━━ Excerpted records

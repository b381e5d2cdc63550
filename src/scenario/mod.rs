// SPDX-License-Identifier: MPL-2.0
// This Source Code Form is subject to the terms of the Mozilla Public
// License, v. 2.0. If a copy of the MPL was not distributed with this
// file, You can obtain one at https://mozilla.org/MPL/2.0/.

//! Scripted operation sequences.
//!
//! A [`Scenario`] is an ordered list of [`Step`]s applied to one device.
//! Running a scenario yields one [`Report`] per step, in order; printing
//! those reports is the simulation's console output.
//!
//! # Examples
//!
//! ```
//! use phonesim::scenario::Scenario;
//!
//! let mut phone = Scenario::reference_device();
//! let reports = Scenario::reference().run(&mut phone);
//!
//! for report in &reports {
//!     println!("{report}");
//! }
//!
//! // The reference sequence ends powered off at 30%.
//! assert!(!phone.state().is_on());
//! assert_eq!(phone.state().battery().value(), 30);
//! ```

use std::fmt;

use crate::device::Device;
use crate::report::{ChargeReport, PowerReport, UsageReport};
use crate::types::{BatteryLevel, Minutes};

/// A single scripted operation.
#[derive(Debug, Clone, Copy, PartialEq, Eq, serde::Serialize, serde::Deserialize)]
pub enum Step {
    /// Turn the device on.
    PowerOn,
    /// Turn the device off.
    PowerOff,
    /// Use the device for the given duration.
    Use(Minutes),
    /// Charge the device for the given duration.
    Charge(Minutes),
}

impl Step {
    /// Applies this step to a device and returns the resulting report.
    pub fn apply(&self, device: &mut Device) -> Report {
        match self {
            Self::PowerOn => Report::Power(device.power_on()),
            Self::PowerOff => Report::Power(device.power_off()),
            Self::Use(minutes) => Report::Usage(device.use_for(*minutes)),
            Self::Charge(minutes) => Report::Charge(device.charge_for(*minutes)),
        }
    }
}

impl fmt::Display for Step {
    fn fmt(&self, f: &mut fmt::Formatter<'_>) -> fmt::Result {
        match self {
            Self::PowerOn => write!(f, "power on"),
            Self::PowerOff => write!(f, "power off"),
            Self::Use(minutes) => write!(f, "use for {minutes}"),
            Self::Charge(minutes) => write!(f, "charge for {minutes}"),
        }
    }
}

/// Report produced by applying a [`Step`].
///
/// Wraps the per-operation report types so a scenario run yields a uniform
/// list. The [`Display`](fmt::Display) rendering forwards to the inner
/// report.
#[derive(Debug, Clone, PartialEq, Eq)]
pub enum Report {
    /// Outcome of a power on/off step.
    Power(PowerReport),
    /// Outcome of a usage step.
    Usage(UsageReport),
    /// Outcome of a charging step.
    Charge(ChargeReport),
}

impl fmt::Display for Report {
    fn fmt(&self, f: &mut fmt::Formatter<'_>) -> fmt::Result {
        match self {
            Self::Power(report) => write!(f, "{report}"),
            Self::Usage(report) => write!(f, "{report}"),
            Self::Charge(report) => write!(f, "{report}"),
        }
    }
}

impl From<PowerReport> for Report {
    fn from(report: PowerReport) -> Self {
        Self::Power(report)
    }
}

impl From<UsageReport> for Report {
    fn from(report: UsageReport) -> Self {
        Self::Usage(report)
    }
}

impl From<ChargeReport> for Report {
    fn from(report: ChargeReport) -> Self {
        Self::Charge(report)
    }
}

/// An ordered list of steps applied to one device.
#[derive(Debug, Clone, PartialEq, Eq, serde::Serialize, serde::Deserialize)]
pub struct Scenario {
    steps: Vec<Step>,
}

impl Scenario {
    /// Creates a scenario from a list of steps.
    #[must_use]
    pub fn new(steps: Vec<Step>) -> Self {
        Self { steps }
    }

    /// The reference scenario: power on, use for 60 minutes, charge for 30
    /// minutes, use for 120 minutes, power off.
    #[must_use]
    pub fn reference() -> Self {
        Self::new(vec![
            Step::PowerOn,
            Step::Use(Minutes::new(60)),
            Step::Charge(Minutes::new(30)),
            Step::Use(Minutes::new(120)),
            Step::PowerOff,
        ])
    }

    /// The device the reference scenario runs against: an Apple iPhone X
    /// at 50% battery, powered off.
    #[must_use]
    pub fn reference_device() -> Device {
        Device::builder("Apple", "iPhone X")
            .with_battery(BatteryLevel::clamped(50))
            .build()
    }

    /// Returns the steps in order.
    #[must_use]
    pub fn steps(&self) -> &[Step] {
        &self.steps
    }

    /// Returns the number of steps.
    #[must_use]
    pub fn len(&self) -> usize {
        self.steps.len()
    }

    /// Returns `true` if the scenario has no steps.
    #[must_use]
    pub fn is_empty(&self) -> bool {
        self.steps.is_empty()
    }

    /// Applies every step to the device in order and returns the reports.
    pub fn run(&self, device: &mut Device) -> Vec<Report> {
        tracing::info!(device_id = %device.id(), steps = self.steps.len(), "running scenario");
        self.steps.iter().map(|step| step.apply(device)).collect()
    }
}

#[cfg(test)]
mod tests {
    use super::*;
    use crate::report::UsageReport;

    #[test]
    fn reference_scenario_shape() {
        let scenario = Scenario::reference();
        assert_eq!(scenario.len(), 5);
        assert!(!scenario.is_empty());
        assert_eq!(scenario.steps()[0], Step::PowerOn);
        assert_eq!(scenario.steps()[4], Step::PowerOff);
    }

    #[test]
    fn reference_device_starts_off_at_half_charge() {
        let device = Scenario::reference_device();
        assert!(!device.state().is_on());
        assert_eq!(device.state().battery().value(), 50);
    }

    #[test]
    fn run_returns_one_report_per_step() {
        let mut device = Scenario::reference_device();
        let reports = Scenario::reference().run(&mut device);
        assert_eq!(reports.len(), 5);
    }

    #[test]
    fn reference_run_matches_expected_outcomes() {
        let mut device = Scenario::reference_device();
        let reports = Scenario::reference().run(&mut device);

        // Use(60) depletes a 50% battery exactly at minute 50.
        assert!(matches!(
            &reports[1],
            Report::Usage(report) if report.is_depleted()
        ));
        // Use(120) happens on a powered-off device and is advisory only.
        assert!(matches!(
            &reports[3],
            Report::Usage(UsageReport::DeviceOff { .. })
        ));

        assert!(!device.state().is_on());
        assert_eq!(device.state().battery().value(), 30);
    }

    #[test]
    fn step_display() {
        assert_eq!(Step::PowerOn.to_string(), "power on");
        assert_eq!(Step::PowerOff.to_string(), "power off");
        assert_eq!(Step::Use(Minutes::new(60)).to_string(), "use for 60 min");
        assert_eq!(
            Step::Charge(Minutes::new(30)).to_string(),
            "charge for 30 min"
        );
    }

    #[test]
    fn scenario_deserializes_from_json() {
        let json = r#"{"steps":["PowerOn",{"Use":60},{"Charge":30},"PowerOff"]}"#;
        let scenario: Scenario = serde_json::from_str(json).unwrap();
        assert_eq!(scenario.len(), 4);
        assert_eq!(scenario.steps()[1], Step::Use(Minutes::new(60)));
        assert_eq!(scenario.steps()[2], Step::Charge(Minutes::new(30)));
    }

    #[test]
    fn report_from_impls() {
        let report: Report = UsageReport::DeviceOff {
            label: "Apple iPhone X".to_string(),
        }
        .into();
        assert!(matches!(report, Report::Usage(_)));
    }
}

━━━━

Write an exact transcription of every entry above.

repository b381e5d2cdc63550
filename src/scenario/mod.rs
// SPDX-License-Identifier: MPL-2.0
// This Source Code Form is subject to the terms of the Mozilla Public
// License, v. 2.0. If a copy of the MPL was not distributed with this
// file, You can obtain one at https://mozilla.org/MPL/2.0/.

//! Scripted operation sequences.
//!
//! A [`Scenario`] is an ordered list of [`Step`]s applied to one device.
//! Running a scenario yields one [`Report`] per step, in order; printing
//! those reports is the simulation's console output.
//!
//! # Examples
//!
//! ```
//! use phonesim::scenario::Scenario;
//!
//! let mut phone = Scenario::reference_device();
//! let reports = Scenario::reference().run(&mut phone);
//!
//! for report in &reports {
//!     println!("{report}");
//! }
//!
//! // The reference sequence ends powered off at 30%.
//! assert!(!phone.state().is_on());
//! assert_eq!(phone.state().battery().value(), 30);
//! ```

use std::fmt;

use crate::device::Device;
use crate::report::{ChargeReport, PowerReport, UsageReport};
use crate::types::{BatteryLevel, Minutes};

/// A single scripted operation.
#[derive(Debug, Clone, Copy, PartialEq, Eq, serde::Serialize, serde::Deserialize)]
pub enum Step {
    /// Turn the device on.
    PowerOn,
    /// Turn the device off.
    PowerOff,
    /// Use the device for the given duration.
    Use(Minutes),
    /// Charge the device for the given duration.
    Charge(Minutes),
}

impl Step {
    /// Applies this step to a device and returns the resulting report.
    pub fn apply(&self, device: &mut Device) -> Report {
        match self {
            Self::PowerOn => Report::Power(device.power_on()),
            Self::PowerOff => Report::Power(device.power_off()),
            Self::Use(minutes) => Report::Usage(device.use_for(*minutes)),
            Self::Charge(minutes) => Report::Charge(device.charge_for(*minutes)),
        }
    }
}

impl fmt::Display for Step {
    fn fmt(&self, f: &mut fmt::Formatter<'_>) -> fmt::Result {
        match self {
            Self::PowerOn => write!(f, "power on"),
            Self::PowerOff => write!(f, "power off"),
            Self::Use(minutes) => write!(f, "use for {minutes}"),
            Self::Charge(minutes) => write!(f, "charge for {minutes}"),
        }
    }
}

/// Report produced by applying a [`Step`].
///
/// Wraps the per-operation report types so a scenario run yields a uniform
/// list. The [`Display`](fmt::Display) rendering forwards to the inner
/// report.
#[derive(Debug, Clone, PartialEq, Eq)]
pub enum Report {
    /// Outcome of a power on/off step.
    Power(PowerReport),
    /// Outcome of a usage step.
    Usage(UsageReport),
    /// Outcome of a charging step.
    Charge(ChargeReport),
}

impl fmt::Display for Report {
    fn fmt(&self, f: &mut fmt::Formatter<'_>) -> fmt::Result {
        match self {
            Self::Power(report) => write!(f, "{report}"),
            Self::Usage(report) => write!(f, "{report}"),
            Self::Charge(report) => write!(f, "{report}"),
        }
    }
}

impl From<PowerReport> for Report {
    fn from(report: PowerReport) -> Self {
        Self::Power(report)
    }
}

impl From<UsageReport> for Report {
    fn from(report: UsageReport) -> Self {
        Self::Usage(report)
    }
}

impl From<ChargeReport> for Report {
    fn from(report: ChargeReport) -> Self {
        Self::Charge(report)
    }
}

/// An ordered list of steps applied to one device.
#[derive(Debug, Clone, PartialEq, Eq, serde::Serialize, serde::Deserialize)]
pub struct Scenario {
    steps: Vec<Step>,
}

impl Scenario {
    /// Creates a scenario from a list of steps.
    #[must_use]
    pub fn new(steps: Vec<Step>) -> Self {
        Self { steps }
    }

    /// The reference scenario: power on, use for 60 minutes, charge for 30
    /// minutes, use for 120 minutes, power off.
    #[must_use]
    pub fn reference() -> Self {
        Self::new(vec![
            Step::PowerOn,
            Step::Use(Minutes::new(60)),
            Step::Charge(Minutes::new(30)),
            Step::Use(Minutes::new(120)),
            Step::PowerOff,
        ])
    }

    /// The device the reference scenario runs against: an Apple iPhone X
    /// at 50% battery, powered off.
    #[must_use]
    pub fn reference_device() -> Device {
        Device::builder("Apple", "iPhone X")
            .with_battery(BatteryLevel::clamped(50))
            .build()
    }

    /// Returns the steps in order.
    #[must_use]
    pub fn steps(&self) -> &[Step] {
        &self.steps
    }

    /// Returns the number of steps.
    #[must_use]
    pub fn len(&self) -> usize {
        self.steps.len()
    }

    /// Returns `true` if the scenario has no steps.
    #[must_use]
    pub fn is_empty(&self) -> bool {
        self.steps.is_empty()
    }

    /// Applies every step to the device in order and returns the reports.
    pub fn run(&self, device: &mut Device) -> Vec<Report> {
        tracing::info!(device_id = %device.id(), steps = self.steps.len(), "running scenario");
        self.steps.iter().map(|step| step.apply(device)).collect()
    }
}

#[cfg(test)]
mod tests {
    use super::*;
    use crate::report::UsageReport;

    #[test]
    fn reference_scenario_shape() {
        let scenario = Scenario::reference();
        assert_eq!(scenario.len(), 5);
        assert!(!scenario.is_empty());
        assert_eq!(scenario.steps()[0], Step::PowerOn);
        assert_eq!(scenario.steps()[4], Step::PowerOff);
    }

    #[test]
    fn reference_device_starts_off_at_half_charge() {
        let device = Scenario::reference_device();
        assert!(!device.state().is_on());
        assert_eq!(device.state().battery().value(), 50);
    }

    #[test]
    fn run_returns_one_report_per_step() {
        let mut device = Scenario::reference_device();
        let reports = Scenario::reference().run(&mut device);
        assert_eq!(reports.len(), 5);
    }

    #[test]
    fn reference_run_matches_expected_outcomes() {
        let mut device = Scenario::reference_device();
        let reports = Scenario::reference().run(&mut device);

        // Use(60) depletes a 50% battery exactly at minute 50.
        assert!(matches!(
            &reports[1],
            Report::Usage(report) if report.is_depleted()
        ));
        // Use(120) happens on a powered-off device and is advisory only.
        assert!(matches!(
            &reports[3],
            Report::Usage(UsageReport::DeviceOff { .. })
        ));

        assert!(!device.state().is_on());
        assert_eq!(device.state().battery().value(), 30);
    }

    #[test]
    fn step_display() {
        assert_eq!(Step::PowerOn.to_string(), "power on");
        assert_eq!(Step::PowerOff.to_string(), "power off");
        assert_eq!(Step::Use(Minutes::new(60)).to_string(), "use for 60 min");
        assert_eq!(
            Step::Charge(Minutes::new(30)).to_string(),
            "charge for 30 min"
        );
    }

    #[test]
    fn scenario_deserializes_from_json() {
        let json = r#"{"steps":["PowerOn",{"Use":60},{"Charge":30},"PowerOff"]}"#;
        let scenario: Scenario = serde_json::from_str(json).unwrap();
        assert_eq!(scenario.len(), 4);
        assert_eq!(scenario.steps()[1], Step::Use(Minutes::new(60)));
        assert_eq!(scenario.steps()[2], Step::Charge(Minutes::new(30)));
    }

    #[test]
    fn report_from_impls() {
        let report: Report = UsageReport::DeviceOff {
            label: "Apple iPhone X".to_string(),
        }
        .into();
        assert!(matches!(report, Report::Usage(_)));
    }
}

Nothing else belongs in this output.